The first half of this section discusses two perspectives on convolution: (1) the input-centric view, which understands convolution as a sum of scaled and shifted impulse responses, and (2) the output-centric view, which defines convolution as a dot product between the inverted impulse and the input signal. For a more detailed and graphical explanation of these two perspectives, I recommend Steven W. Smith's The Scientist and Engineer's Guide to Digital Signal Processing.
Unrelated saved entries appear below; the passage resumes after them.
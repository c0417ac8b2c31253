//! Multi-line reply blocks: the welcome burst, LUSERS, MOTD, NAMES, and
//! topic replies.

use limelight_proto::Response;

use super::{Server, VERSION};
use crate::state::ClientId;

impl Server {
    /// The full post-registration burst: 001-005, LUSERS, and the MOTD.
    pub fn send_welcome_burst(&mut self, id: ClientId) {
        let Some(client) = self.client(id) else {
            return;
        };
        let Some(userhost) = client.userhost() else {
            return;
        };

        self.numeric(
            id,
            Response::RPL_WELCOME,
            &[&format!("Welcome to the Internet Relay Network {userhost}")],
        );
        let yourhost = format!("Your host is {}, running version {}", self.name, VERSION);
        self.numeric(id, Response::RPL_YOURHOST, &[&yourhost]);
        let created = format!("This server was created {}", self.created.to_rfc2822());
        self.numeric(id, Response::RPL_CREATED, &[&created]);
        let name = self.name.clone();
        self.numeric(id, Response::RPL_MYINFO, &[&name, VERSION, "iorsw", "beIiklmnostv"]);
        self.numeric(
            id,
            Response::RPL_ISUPPORT,
            &[
                "CASEMAPPING=rfc1459",
                "CHANTYPES=#&",
                "CHANMODES=beI,k,l,imnst",
                "PREFIX=(ov)@+",
                "NICKLEN=31",
                "are supported by this server",
            ],
        );
        self.send_lusers(id);
        self.send_motd(id);
    }

    /// The LUSERS block: 251-255.
    pub fn send_lusers(&mut self, id: ClientId) {
        let users = self.lookup.len();
        let opers = self
            .clients
            .values()
            .filter(|c| c.modes.operator)
            .count();
        let unknown = self.clients.len().saturating_sub(users);
        let channels = self.channels.len();

        let line = format!("There are {users} users and 0 services on 1 servers");
        self.numeric(id, Response::RPL_LUSERCLIENT, &[&line]);
        self.numeric(
            id,
            Response::RPL_LUSEROP,
            &[&opers.to_string(), "operator(s) online"],
        );
        self.numeric(
            id,
            Response::RPL_LUSERUNKNOWN,
            &[&unknown.to_string(), "unknown connection(s)"],
        );
        self.numeric(
            id,
            Response::RPL_LUSERCHANNELS,
            &[&channels.to_string(), "channels formed"],
        );
        let me = format!("I have {} clients and 1 servers", self.clients.len());
        self.numeric(id, Response::RPL_LUSERME, &[&me]);
    }

    /// The MOTD block, or 422 when no MOTD is configured.
    pub fn send_motd(&mut self, id: ClientId) {
        if self.motd.is_empty() {
            self.numeric(id, Response::ERR_NOMOTD, &["MOTD File is missing"]);
            return;
        }
        let header = format!("- {} Message of the day - ", self.name);
        self.numeric(id, Response::RPL_MOTDSTART, &[&header]);
        for line in self.motd.clone() {
            self.numeric(id, Response::RPL_MOTD, &[&format!("- {line}")]);
        }
        self.numeric(id, Response::RPL_ENDOFMOTD, &["End of /MOTD command"]);
    }

    /// NAMES for one channel: 353 then 366. Secret channels are invisible
    /// to non-members, who get only the terminator.
    pub fn send_names(&mut self, id: ClientId, folded: &str) {
        let Some(chan) = self.channels.get(folded) else {
            return;
        };
        let chan_name = chan.name.as_str().to_string();
        let member = chan.is_member(id);
        let visible = member || !chan.modes.secret;
        let symbol = if chan.modes.secret { "@" } else { "=" };

        if visible {
            let (multi_prefix, userhost_in_names) = self
                .client(id)
                .map(|c| {
                    (
                        c.caps.contains("multi-prefix"),
                        c.caps.contains("userhost-in-names"),
                    )
                })
                .unwrap_or((false, false));

            let mut names = Vec::with_capacity(chan.members.len());
            for (&mid, modes) in &chan.members {
                let Some(peer) = self.clients.get(&mid) else {
                    continue;
                };
                let mut entry = if multi_prefix {
                    modes.all_prefix_chars()
                } else {
                    modes.prefix_char().map(String::from).unwrap_or_default()
                };
                if userhost_in_names {
                    entry.push_str(&peer.userhost().unwrap_or_else(|| peer.nick_str().to_string()));
                } else {
                    entry.push_str(peer.nick_str());
                }
                names.push(entry);
            }
            let names = names.join(" ");
            self.numeric(id, Response::RPL_NAMREPLY, &[symbol, &chan_name, &names]);
        }
        self.numeric(id, Response::RPL_ENDOFNAMES, &[&chan_name, "End of NAMES list"]);
    }

    /// The topic reply pair: 332 and 333, or 331 when no topic is set.
    pub fn send_topic_reply(&mut self, id: ClientId, folded: &str) {
        let Some(chan) = self.channels.get(folded) else {
            return;
        };
        let chan_name = chan.name.as_str().to_string();
        match chan.topic.clone() {
            Some(topic) => {
                self.numeric(id, Response::RPL_TOPIC, &[&chan_name, &topic.text]);
                self.numeric(
                    id,
                    Response::RPL_TOPICWHOTIME,
                    &[&chan_name, &topic.set_by, &topic.set_at.to_string()],
                );
            }
            None => {
                self.numeric(id, Response::RPL_NOTOPIC, &[&chan_name, "No topic is set"]);
            }
        }
    }
}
The second half of this section focuses on implementing convolution in STM32CubeIDE using CMSIS-DSP. We'll begin with non-real-time convolution before progressing to real-time convolution. Each type will be explored in two versions: (1) a naive implementation using unoptimized C code and (2) an optimized version employing CMSIS-DSP.
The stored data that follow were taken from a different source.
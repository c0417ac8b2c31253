//! The listener set: plain TCP, TLS, and WebSocket accept loops.
//!
//! Binding and TLS configuration happen up front so a bad key pair or an
//! unbindable address aborts startup. Accepted sockets get a connection id
//! and their own [`Connection`] task pair.

use std::io::Cursor;
use std::net::SocketAddr;
use std::sync::atomic::{AtomicU64, Ordering};
use std::sync::Arc;

use limelight_proto::Transport;
use rustls_pemfile::certs;
use thiserror::Error;
use tokio::net::TcpListener;
use tokio::sync::mpsc;
use tokio_rustls::rustls::pki_types::{CertificateDer, PrivateKeyDer};
use tokio_rustls::rustls::ServerConfig as TlsServerConfig;
use tokio_rustls::TlsAcceptor;
use tracing::{error, info, warn};

use super::Connection;
use crate::config::{Config, TlsBlock};
use crate::server::ServerEvent;

/// Fatal listener-setup errors.
#[derive(Debug, Error)]
pub enum GatewayError {
    #[error("failed to bind {addr}: {source}")]
    Bind {
        addr: String,
        #[source]
        source: std::io::Error,
    },

    #[error("bad TLS key pair for {addr}: {reason}")]
    Tls { addr: String, reason: String },
}

/// The bound listener set.
pub struct Gateway {
    plain: Vec<TcpListener>,
    tls: Vec<(TcpListener, TlsAcceptor)>,
    ws: Option<TcpListener>,
}

impl Gateway {
    /// Bind every configured listener. Any failure here is fatal.
    pub async fn bind(config: &Config) -> Result<Self, GatewayError> {
        let mut plain = Vec::new();
        for addr in &config.server.listen {
            let listener = TcpListener::bind(addr.as_str()).await.map_err(|source| {
                GatewayError::Bind {
                    addr: addr.clone(),
                    source,
                }
            })?;
            info!(%addr, "listening");
            plain.push(listener);
        }

        let mut tls = Vec::new();
        for (addr, block) in &config.tls {
            let acceptor = load_acceptor(addr, block)?;
            let listener = TcpListener::bind(addr.as_str()).await.map_err(|source| {
                GatewayError::Bind {
                    addr: addr.clone(),
                    source,
                }
            })?;
            info!(%addr, "listening (tls)");
            tls.push((listener, acceptor));
        }

        let ws = match &config.server.wslisten {
            Some(addr) => {
                let listener = TcpListener::bind(addr.as_str()).await.map_err(|source| {
                    GatewayError::Bind {
                        addr: addr.clone(),
                        source,
                    }
                })?;
                info!(%addr, "listening (websocket)");
                Some(listener)
            }
            None => None,
        };

        Ok(Gateway { plain, tls, ws })
    }

    /// The actual plain-listener addresses, after ephemeral-port resolution.
    pub fn plain_addrs(&self) -> Vec<SocketAddr> {
        self.plain
            .iter()
            .filter_map(|l| l.local_addr().ok())
            .collect()
    }

    /// The actual WebSocket listener address, if configured.
    pub fn ws_addr(&self) -> Option<SocketAddr> {
        self.ws.as_ref().and_then(|l| l.local_addr().ok())
    }

    /// Spawn one accept loop per listener.
    pub fn spawn(self, events: mpsc::Sender<ServerEvent>) {
        let ids = Arc::new(AtomicU64::new(1));
        for listener in self.plain {
            tokio::spawn(accept_plain(listener, events.clone(), Arc::clone(&ids)));
        }
        for (listener, acceptor) in self.tls {
            tokio::spawn(accept_tls(listener, acceptor, events.clone(), Arc::clone(&ids)));
        }
        if let Some(listener) = self.ws {
            tokio::spawn(accept_ws(listener, events.clone(), Arc::clone(&ids)));
        }
    }
}

fn load_acceptor(addr: &str, block: &TlsBlock) -> Result<TlsAcceptor, GatewayError> {
    let tls_err = |reason: String| GatewayError::Tls {
        addr: addr.to_string(),
        reason,
    };

    let cert_data = std::fs::read(&block.cert).map_err(|e| tls_err(e.to_string()))?;
    let cert_chain: Vec<CertificateDer<'static>> = certs(&mut Cursor::new(&cert_data))
        .filter_map(|r| r.ok())
        .collect();
    if cert_chain.is_empty() {
        return Err(tls_err("no certificates in cert file".to_string()));
    }

    let key_data = std::fs::read(&block.key).map_err(|e| tls_err(e.to_string()))?;
    let key: PrivateKeyDer<'static> = rustls_pemfile::private_key(&mut Cursor::new(&key_data))
        .map_err(|e| tls_err(e.to_string()))?
        .ok_or_else(|| tls_err("no private key in key file".to_string()))?;

    let tls_config = TlsServerConfig::builder()
        .with_no_client_auth()
        .with_single_cert(cert_chain, key)
        .map_err(|e| tls_err(e.to_string()))?;
    Ok(TlsAcceptor::from(Arc::new(tls_config)))
}

async fn accept_plain(
    listener: TcpListener,
    events: mpsc::Sender<ServerEvent>,
    ids: Arc<AtomicU64>,
) {
    loop {
        match listener.accept().await {
            Ok((stream, addr)) => {
                let id = ids.fetch_add(1, Ordering::Relaxed);
                let events = events.clone();
                tokio::spawn(async move {
                    Connection::new(id, Transport::tcp(stream), addr, events)
                        .run()
                        .await;
                });
            }
            Err(e) => error!(error = %e, "accept failed"),
        }
    }
}

async fn accept_tls(
    listener: TcpListener,
    acceptor: TlsAcceptor,
    events: mpsc::Sender<ServerEvent>,
    ids: Arc<AtomicU64>,
) {
    loop {
        match listener.accept().await {
            Ok((stream, addr)) => {
                let id = ids.fetch_add(1, Ordering::Relaxed);
                let events = events.clone();
                let acceptor = acceptor.clone();
                tokio::spawn(async move {
                    match acceptor.accept(stream).await {
                        Ok(tls_stream) => {
                            Connection::new(id, Transport::tls(tls_stream), addr, events)
                                .run()
                                .await;
                        }
                        Err(e) => warn!(%addr, error = %e, "TLS handshake failed"),
                    }
                });
            }
            Err(e) => error!(error = %e, "accept failed"),
        }
    }
}

async fn accept_ws(
    listener: TcpListener,
    events: mpsc::Sender<ServerEvent>,
    ids: Arc<AtomicU64>,
) {
    loop {
        match listener.accept().await {
            Ok((stream, addr)) => {
                let id = ids.fetch_add(1, Ordering::Relaxed);
                let events = events.clone();
                tokio::spawn(async move {
                    match tokio_tungstenite::accept_async(stream).await {
                        Ok(ws_stream) => {
                            Connection::new(id, Transport::websocket(ws_stream), addr, events)
                                .run()
                                .await;
                        }
                        Err(e) => warn!(%addr, error = %e, "WebSocket handshake failed"),
                    }
                });
            }
            Err(e) => error!(error = %e, "accept failed"),
        }
    }
}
1. Non-Real-Time Convolution

1.1 Convolution from Scratch

We'll start with a from-scratch implementation using (relatively) unoptimized C code. The input signal consists of a 1 kHz sine wave mixed with a 15 kHz sine wave (the actual frequencies depend on the sampling rate). The impulse response is a low-pass filter with a cutoff frequency of 6 kHz. The output signal is the result of convolving the input signal with the impulse response.

The convolution in mathematical terms can be represented as follows:

$y[n] = \sum_{{k=\text{{k\_min}}}}^{\text{{k\_max}}} x[k] \cdot h[n-k]$

Here, $y[n]$ is the output signal, $x[k]$ is the input signal, and $h[n-k]$ is the kernel or impulse response. The limits $\text{{k\_min}}$ and $\text{{k\_max}}$ are determined by the current sample $n$ and the length of the kernel $\text{{kernel\_len}}$ .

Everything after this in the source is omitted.